A New Leaf
My back went out the other day. I had an episode in the village, walking in circles and hollering my pain. I have not had an episode like this since I was 25. That was 22 years ago. I also remembered that I have been in Menopause since I was 35. Everything changes. Menopause coupled with the death of my 27 year partner, I truly am undergoing a transformation.
It is as though I am in a lag. Like when you are flying and going from one flight to another, and there is a LAG. That is what I am in right now. I am okay with it. Why? Because I am painting for the first time in a decade, I am meeting new people, I am getting out there, and I am even playing music. I’ve joined a board (Solid Waste Alternative Project) as I have always been passionate about garbage. I literally wanted to be a garbage man when I grew up. What a dream!
My actual dream, to go back to school. That is the moral of the book I put out in 2017. That I might have the perseverance and solidified hope one day to go back to school. I am doing that this fall. I spent all of my savings on an Herbalism class. I’ve purchased my textbooks, and now I get to study up all summer and anticipate an amazing online class with other passionate people who want to learn more about themselves, their bodies, and the ancient craft of healing with Plant Medicine. A passion I have had since I was seventeen. The same year I became disabled and met Steve, my late partner.

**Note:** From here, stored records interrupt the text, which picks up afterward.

//! Workgate: workflow enforcement for agent hosts
//!
//! **Workgate decides, the host enforces.** Before each action (a shell
//! command, a file edit, a user prompt) the host asks Workgate whether the
//! action fits a clean-workspace workflow and gets back ALLOW, WARN or BLOCK
//! with a message explaining what to do next.
//!
//! # Core Principles
//!
//! - **Never the point of failure**: every internal error degrades to ALLOW
//! - **Reads are free**: read-only and vcs-read actions are always allowed
//! - **Maintenance proceeds**: fixing the current change never waits on a clean tree
//! - **New work starts clean**: new work on a dirty workspace is blocked, with an override
//! - **Bounded**: every git/gh query runs under a hard timeout
//!
//! # Architecture
//!
//! - [`core::workspace`]: version-control snapshot (changed paths, branch, last commit)
//! - [`core::cache`]: TTL cache with single-flight recompute and stale-on-error
//! - [`plugins::classify`]: shell command classifier
//! - [`plugins::intent`]: maintenance / new-work / ambiguous message analysis
//! - [`plugins::decide`]: the rule table and [`plugins::decide::Engine`]
//! - [`plugins::escalation`]: per-session repeat counters and severity tiers
//! - [`plugins::hook`], [`plugins::serve`]: host adapters
//!
//! # Examples
//!
//! ```bash
//! # One evaluation
//! workgate evaluate --kind user-message --text "implement new dashboard feature"
//!
//! # As an agent-host hook (payload on stdin, exit 2 blocks)
//! echo '{"hook_event_name":"PreToolUse","tool_name":"Bash","tool_input":{"command":"ls"}}' | workgate hook
//!
//! # Long-lived JSON-lines service
//! workgate serve
//! ```

mod cli;
pub mod core;
pub mod plugins;

use crate::cli::{Cli, Command, ConfigCommand, EvaluateCli, StatusCli, TextCli};
use crate::core::config::{ConfigSources, ResolvedConfig, resolve_config};
use crate::core::error::WorkgateError;
use crate::core::logging::{self, LogProfile};
use crate::core::output::bullet_list;
use crate::plugins::decide::{Action, ActionKind, Engine};
use crate::plugins::hook::{HookEnv, run_hook};
use crate::plugins::intent::IntentCategory;
use clap::Parser;
use colored::Colorize;
use std::io::{IsTerminal, Read};
use std::path::{Path, PathBuf};

fn resolve_cwd(explicit: Option<PathBuf>, current: &Path) -> PathBuf {
    match explicit {
        Some(p) if p.is_absolute() => p,
        Some(p) => current.join(p),
        None => current.to_path_buf(),
    }
}

fn load_config(cwd: &Path) -> ResolvedConfig {
    resolve_config(&ConfigSources::discover(cwd))
}

fn build_engine(cwd: &Path) -> Result<Engine, WorkgateError> {
    Engine::from_config(load_config(cwd).config)
}

fn parse_kind(raw: &str) -> Result<ActionKind, WorkgateError> {
    match raw {
        "shell-command" | "shell" | "command" => Ok(ActionKind::ShellCommand),
        "file-edit" | "edit" | "file" => Ok(ActionKind::FileEdit),
        "user-message" | "message" | "prompt" => Ok(ActionKind::UserMessage),
        other => Err(WorkgateError::ValidationError(format!(
            "unknown action kind '{}' (expected shell-command, file-edit or user-message)",
            other
        ))),
    }
}

fn check_format(format: &str, allowed: &[&str]) -> Result<(), WorkgateError> {
    if allowed.contains(&format) {
        Ok(())
    } else {
        Err(WorkgateError::ValidationError(format!(
            "unknown format '{}' (expected one of: {})",
            format,
            allowed.join(", ")
        )))
    }
}

fn print_json<T: serde::Serialize>(value: &T) -> Result<(), WorkgateError> {
    println!("{}", serde_json::to_string_pretty(value)?);
    Ok(())
}

/// Parse arguments, run the command and return the process exit code.
pub fn run() -> Result<u8, WorkgateError> {
    let cli = Cli::parse();
    let profile = match cli.command {
        Command::Hook | Command::Serve(_) => LogProfile::Host,
        _ => LogProfile::Interactive,
    };
    logging::init(profile, cli.verbose);
    let current_dir = std::env::current_dir()?;

    match cli.command {
        Command::Evaluate(args) => run_evaluate(args, &current_dir),
        Command::Hook => Ok(run_hook_command(&current_dir)),
        Command::Serve(args) => {
            let cwd = resolve_cwd(args.cwd, &current_dir);
            let engine = build_engine(&cwd)?;
            let stdin = std::io::stdin();
            let stdout = std::io::stdout();
            plugins::serve::serve(&engine, stdin.lock(), stdout.lock(), &cwd)?;
            Ok(0)
        }
        Command::Classify(args) => run_classify(args, &current_dir),
        Command::Intent(args) => run_intent(args, &current_dir),
        Command::Status(args) => run_status(args, &current_dir),
        Command::Config(args) => {
            let cwd = resolve_cwd(args.cwd, &current_dir);
            let resolved = load_config(&cwd);
            match args.command {
                ConfigCommand::Show { format } => {
                    check_format(&format, &["toml", "json"])?;
                    if format == "json" {
                        print_json(&resolved)?;
                    } else {
                        let rendered = toml::to_string_pretty(&resolved.config)
                            .map_err(|e| WorkgateError::ValidationError(e.to_string()))?;
                        for source in &resolved.sources {
                            println!("# source: {}", source.display());
                        }
                        print!("{}", rendered);
                    }
                    Ok(0)
                }
                ConfigCommand::Check => {
                    if resolved.warnings.is_empty() {
                        println!("{} configuration ok ({} layer(s))", "✓".bright_green(), resolved.sources.len());
                        Ok(0)
                    } else {
                        for warning in &resolved.warnings {
                            eprintln!("{} {}", "✗".bright_red(), warning);
                        }
                        Ok(1)
                    }
                }
            }
        }
    }
}

/// Hooks never fail the host: any error here allows the action.
fn run_hook_command(current_dir: &Path) -> u8 {
    let mut raw = String::new();
    if let Err(e) = std::io::stdin().read_to_string(&mut raw) {
        tracing::warn!(error = %e, "could not read hook payload, allowing");
        return 0;
    }
    let engine = match build_engine(current_dir) {
        Ok(engine) => engine,
        Err(e) => {
            tracing::warn!(error = %e, "engine unavailable, allowing");
            return 0;
        }
    };
    let outcome = run_hook(&engine, &raw, &HookEnv::from_env(), current_dir);
    if let Some(out) = &outcome.stdout {
        println!("{}", out);
    }
    if let Some(err) = &outcome.stderr {
        eprintln!("{}", err);
    }
    outcome.exit_code
}

fn run_evaluate(args: EvaluateCli, current_dir: &Path) -> Result<u8, WorkgateError> {
    check_format(&args.format, &["text", "json"])?;
    let cwd = resolve_cwd(args.cwd, current_dir);
    let mut action = Action::new(parse_kind(&args.kind)?, args.text);
    if let Some(context) = args.context {
        action = action.with_context(context);
    }
    if let Some(raw) = args.override_intent {
        let category = IntentCategory::parse_override(&raw).ok_or_else(|| {
            WorkgateError::ValidationError(format!("unknown override '{}'", raw))
        })?;
        action = action.with_override(category);
    }
    if let Some(session) = args.session {
        action = action.with_session(session);
    }

    let engine = build_engine(&cwd)?;
    let decision = engine.evaluate(&action, &cwd);

    if args.format == "json" {
        print_json(&decision)?;
    } else {
        let color = std::io::stdout().is_terminal();
        let verdict = decision.verdict.as_str().to_uppercase();
        let verdict = if color {
            match decision.verdict {
                plugins::decide::Verdict::Allow => verdict.bright_green().to_string(),
                plugins::decide::Verdict::Warn => verdict.bright_yellow().to_string(),
                plugins::decide::Verdict::Block => verdict.bright_red().to_string(),
            }
        } else {
            verdict
        };
        let tier = decision
            .severity
            .map(|t| format!(", {}", t.as_str()))
            .unwrap_or_default();
        println!("{} ({:?}{})", verdict, decision.rule, tier);
        if let Some(kind) = &decision.degraded {
            println!("degraded: {}", kind);
        }
        if let Some(text) = decision.render(color) {
            println!();
            println!("{}", text);
        }
    }
    Ok(decision.exit_code())
}

fn run_classify(args: TextCli, current_dir: &Path) -> Result<u8, WorkgateError> {
    check_format(&args.format, &["text", "json"])?;
    let cwd = resolve_cwd(args.cwd, current_dir);
    let engine = build_engine(&cwd)?;
    let result = engine.classifier().classify(&args.text.join(" "));
    if args.format == "json" {
        print_json(&result)?;
    } else {
        println!("access:   {}", result.access_kind.as_str());
        println!("intent:   {}", result.work_intent.as_str());
        if let Some(creation) = result.creation {
            println!("creates:  {}", creation.as_str());
        }
        if result.docs_only {
            println!("docs-only writes");
        }
    }
    Ok(0)
}

fn run_intent(args: TextCli, current_dir: &Path) -> Result<u8, WorkgateError> {
    check_format(&args.format, &["text", "json"])?;
    let cwd = resolve_cwd(args.cwd, current_dir);
    let engine = build_engine(&cwd)?;
    let workspace = engine.workspace(&cwd)?;
    let result = engine.analyzer().analyze(&args.text.join(" "), &workspace)?;
    if args.format == "json" {
        print_json(&result)?;
    } else {
        println!("category:   {}", result.category.as_str());
        println!("confidence: {:.3}", result.confidence);
        if !result.matched_patterns.is_empty() {
            println!("matched:\n{}", bullet_list(&result.matched_patterns, 20));
        }
        for signal in &result.signals {
            println!("signal:     {}", signal);
        }
    }
    Ok(0)
}

fn run_status(args: StatusCli, current_dir: &Path) -> Result<u8, WorkgateError> {
    check_format(&args.format, &["text", "json"])?;
    let cwd = resolve_cwd(args.cwd, current_dir);
    let engine = build_engine(&cwd)?;
    let ws = engine.workspace(&cwd)?;
    if args.format == "json" {
        print_json(&ws)?;
        return Ok(0);
    }
    println!("branch:  {}", ws.branch_name());
    let dirty = match ws.is_dirty() {
        Some(true) => format!("dirty ({} change(s))", ws.changed_file_paths().len()),
        Some(false) => "clean".to_string(),
        None => "unknown (status timed out)".to_string(),
    };
    println!("state:   {}", dirty);
    if let Some(secs) = ws.seconds_since_last_commit() {
        println!("commit:  {}s ago", secs);
    }
    if let Some(issue) = ws.issue_number() {
        println!("issue:   #{}", issue);
    }
    if !ws.changed_file_paths().is_empty() {
        println!("{}", bullet_list(ws.changed_file_paths(), 20));
    }
    Ok(0)
}
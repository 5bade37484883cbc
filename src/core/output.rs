//! Bounded text rendering for decision messages.
//!
//! Hosts paste these strings into a terminal or an agent transcript, so lines
//! and lists are capped rather than dumped whole.

/// Collapse newlines/extra whitespace and bound length for display.
pub fn compact_line(input: &str, max_chars: usize) -> String {
    let collapsed = input.split_whitespace().collect::<Vec<_>>().join(" ");
    let mut chars = collapsed.chars();
    let preview: String = chars.by_ref().take(max_chars).collect();
    if chars.next().is_some() {
        format!("{}...", preview)
    } else {
        preview
    }
}

/// Render up to `max_items` paths as a bullet list, noting how many were left out.
pub fn bullet_list(items: &[String], max_items: usize) -> String {
    let mut lines: Vec<String> = items
        .iter()
        .take(max_items)
        .map(|item| format!("  - {}", item))
        .collect();
    if items.len() > max_items {
        lines.push(format!("  (+{} more)", items.len() - max_items));
    }
    lines.join("\n")
}

/// Truncate at a char boundary no later than `max_bytes`.
pub fn truncate_bytes(input: &str, max_bytes: usize) -> &str {
    if input.len() <= max_bytes {
        return input;
    }
    let mut end = max_bytes;
    while !input.is_char_boundary(end) {
        end -= 1;
    }
    &input[..end]
}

When my lower back goes out, it is my body telling me to take a break. It has always been obvious in this way. I deserve a break. I deserve some aquatic therapy, some laughs, and some good times. Steve would want that for me. He would want me to stay safe, spend some money, and find contentment living alone with my cat and my dog.
We are doing well. It has been a ride for sure since September 2025 when Steve left this world. I have found a new passion for AA, and a new 5am daily meeting I am in love with. Things are definitely getting better, and that is the point, the purpose, and the driving force behind it. Behind everything. Hope, Improvement, and carrying on with this New Leaf.